**Exercise description**.
Nothing should be left out: output all of the entries exactly.
####################
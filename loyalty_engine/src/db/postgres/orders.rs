use log::trace;
use sqlx::PgConnection;

use super::on_unique_violation;
use crate::{
    db_types::{Order, OrderNumber, OrderStatusType, Points, UserId},
    LedgerError,
};

const ORDER_COLUMNS: &str = "id, number, user_id, status, accrual, uploaded_at";

/// Inserts a new order in the `NEW` state. The unique index on `number` decides which of several concurrent inserts of
/// the same number wins. The losers get [`LedgerError::DuplicateOrder`].
pub async fn insert_order(
    number: &OrderNumber,
    user_id: UserId,
    conn: &mut PgConnection,
) -> Result<Order, LedgerError> {
    let sql = format!("INSERT INTO orders (number, user_id) VALUES ($1, $2) RETURNING {ORDER_COLUMNS}");
    let order = sqlx::query_as::<_, Order>(&sql)
        .bind(number.as_str())
        .bind(user_id)
        .fetch_one(conn)
        .await
        .map_err(|e| {
            if matches!(&e, sqlx::Error::Database(db_err) if db_err.is_foreign_key_violation()) {
                LedgerError::NotFound(format!("user {user_id}"))
            } else {
                on_unique_violation(e, || LedgerError::DuplicateOrder(number.clone()))
            }
        })?;
    trace!("🗃️ Order {number} inserted with id {}", order.id);
    Ok(order)
}

pub async fn fetch_order_by_number(
    number: &OrderNumber,
    conn: &mut PgConnection,
) -> Result<Option<Order>, LedgerError> {
    let sql = format!("SELECT {ORDER_COLUMNS} FROM orders WHERE number = $1");
    let order = sqlx::query_as::<_, Order>(&sql).bind(number.as_str()).fetch_optional(conn).await?;
    Ok(order)
}

/// Reads the order and holds an exclusive lock on its row until the surrounding transaction ends.
pub async fn lock_order(order_id: i64, conn: &mut PgConnection) -> Result<Option<Order>, LedgerError> {
    let sql = format!("SELECT {ORDER_COLUMNS} FROM orders WHERE id = $1 FOR UPDATE");
    let order = sqlx::query_as::<_, Order>(&sql).bind(order_id).fetch_optional(conn).await?;
    Ok(order)
}

pub async fn update_order_status(
    order_id: i64,
    status: OrderStatusType,
    accrual: Option<Points>,
    conn: &mut PgConnection,
) -> Result<Order, LedgerError> {
    let sql = format!("UPDATE orders SET status = $2, accrual = $3 WHERE id = $1 RETURNING {ORDER_COLUMNS}");
    let order = sqlx::query_as::<_, Order>(&sql)
        .bind(order_id)
        .bind(status.to_string())
        .bind(accrual)
        .fetch_one(conn)
        .await?;
    trace!("🗃️ Order {} is now {status}", order.number);
    Ok(order)
}

/// The user's orders, ordered by upload time, oldest first.
pub async fn fetch_orders_for_user(user_id: UserId, conn: &mut PgConnection) -> Result<Vec<Order>, LedgerError> {
    let sql = format!("SELECT {ORDER_COLUMNS} FROM orders WHERE user_id = $1 ORDER BY uploaded_at ASC, id ASC");
    let orders = sqlx::query_as::<_, Order>(&sql).bind(user_id).fetch_all(conn).await?;
    Ok(orders)
}

pub async fn fetch_unsettled_orders(conn: &mut PgConnection) -> Result<Vec<Order>, LedgerError> {
    let sql = format!(
        "SELECT {ORDER_COLUMNS} FROM orders WHERE status IN ('NEW', 'PROCESSING') ORDER BY uploaded_at ASC, id ASC"
    );
    let orders = sqlx::query_as::<_, Order>(&sql).fetch_all(conn).await?;
    Ok(orders)
}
####################
**Written solution**.
filename loyalty_engine/src/db/postgres/orders.rs
use log::trace;
use sqlx::PgConnection;

use super::on_unique_violation;
use crate::{
    db_types::{Order, OrderNumber, OrderStatusType, Points, UserId},
    LedgerError,
};

const ORDER_COLUMNS: &str = "id, number, user_id, status, accrual, uploaded_at";

/// Inserts a new order in the `NEW` state. The unique index on `number` decides which of several concurrent inserts of
/// the same number wins. The losers get [`LedgerError::DuplicateOrder`].
pub async fn insert_order(
    number: &OrderNumber,
    user_id: UserId,
    conn: &mut PgConnection,
) -> Result<Order, LedgerError> {
    let sql = format!("INSERT INTO orders (number, user_id) VALUES ($1, $2) RETURNING {ORDER_COLUMNS}");
    let order = sqlx::query_as::<_, Order>(&sql)
        .bind(number.as_str())
        .bind(user_id)
        .fetch_one(conn)
        .await
        .map_err(|e| {
            if matches!(&e, sqlx::Error::Database(db_err) if db_err.is_foreign_key_violation()) {
                LedgerError::NotFound(format!("user {user_id}"))
            } else {
                on_unique_violation(e, || LedgerError::DuplicateOrder(number.clone()))
            }
        })?;
    trace!("🗃️ Order {number} inserted with id {}", order.id);
    Ok(order)
}

pub async fn fetch_order_by_number(
    number: &OrderNumber,
    conn: &mut PgConnection,
) -> Result<Option<Order>, LedgerError> {
    let sql = format!("SELECT {ORDER_COLUMNS} FROM orders WHERE number = $1");
    let order = sqlx::query_as::<_, Order>(&sql).bind(number.as_str()).fetch_optional(conn).await?;
    Ok(order)
}

/// Reads the order and holds an exclusive lock on its row until the surrounding transaction ends.
pub async fn lock_order(order_id: i64, conn: &mut PgConnection) -> Result<Option<Order>, LedgerError> {
    let sql = format!("SELECT {ORDER_COLUMNS} FROM orders WHERE id = $1 FOR UPDATE");
    let order = sqlx::query_as::<_, Order>(&sql).bind(order_id).fetch_optional(conn).await?;
    Ok(order)
}

pub async fn update_order_status(
    order_id: i64,
    status: OrderStatusType,
    accrual: Option<Points>,
    conn: &mut PgConnection,
) -> Result<Order, LedgerError> {
    let sql = format!("UPDATE orders SET status = $2, accrual = $3 WHERE id = $1 RETURNING {ORDER_COLUMNS}");
    let order = sqlx::query_as::<_, Order>(&sql)
        .bind(order_id)
        .bind(status.to_string())
        .bind(accrual)
        .fetch_one(conn)
        .await?;
    trace!("🗃️ Order {} is now {status}", order.number);
    Ok(order)
}

/// The user's orders, ordered by upload time, oldest first.
pub async fn fetch_orders_for_user(user_id: UserId, conn: &mut PgConnection) -> Result<Vec<Order>, LedgerError> {
    let sql = format!("SELECT {ORDER_COLUMNS} FROM orders WHERE user_id = $1 ORDER BY uploaded_at ASC, id ASC");
    let orders = sqlx::query_as::<_, Order>(&sql).bind(user_id).fetch_all(conn).await?;
    Ok(orders)
}

pub async fn fetch_unsettled_orders(conn: &mut PgConnection) -> Result<Vec<Order>, LedgerError> {
    let sql = format!(
        "SELECT {ORDER_COLUMNS} FROM orders WHERE status IN ('NEW', 'PROCESSING') ORDER BY uploaded_at ASC, id ASC"
    );
    let orders = sqlx::query_as::<_, Order>(&sql).fetch_all(conn).await?;
    Ok(orders)
}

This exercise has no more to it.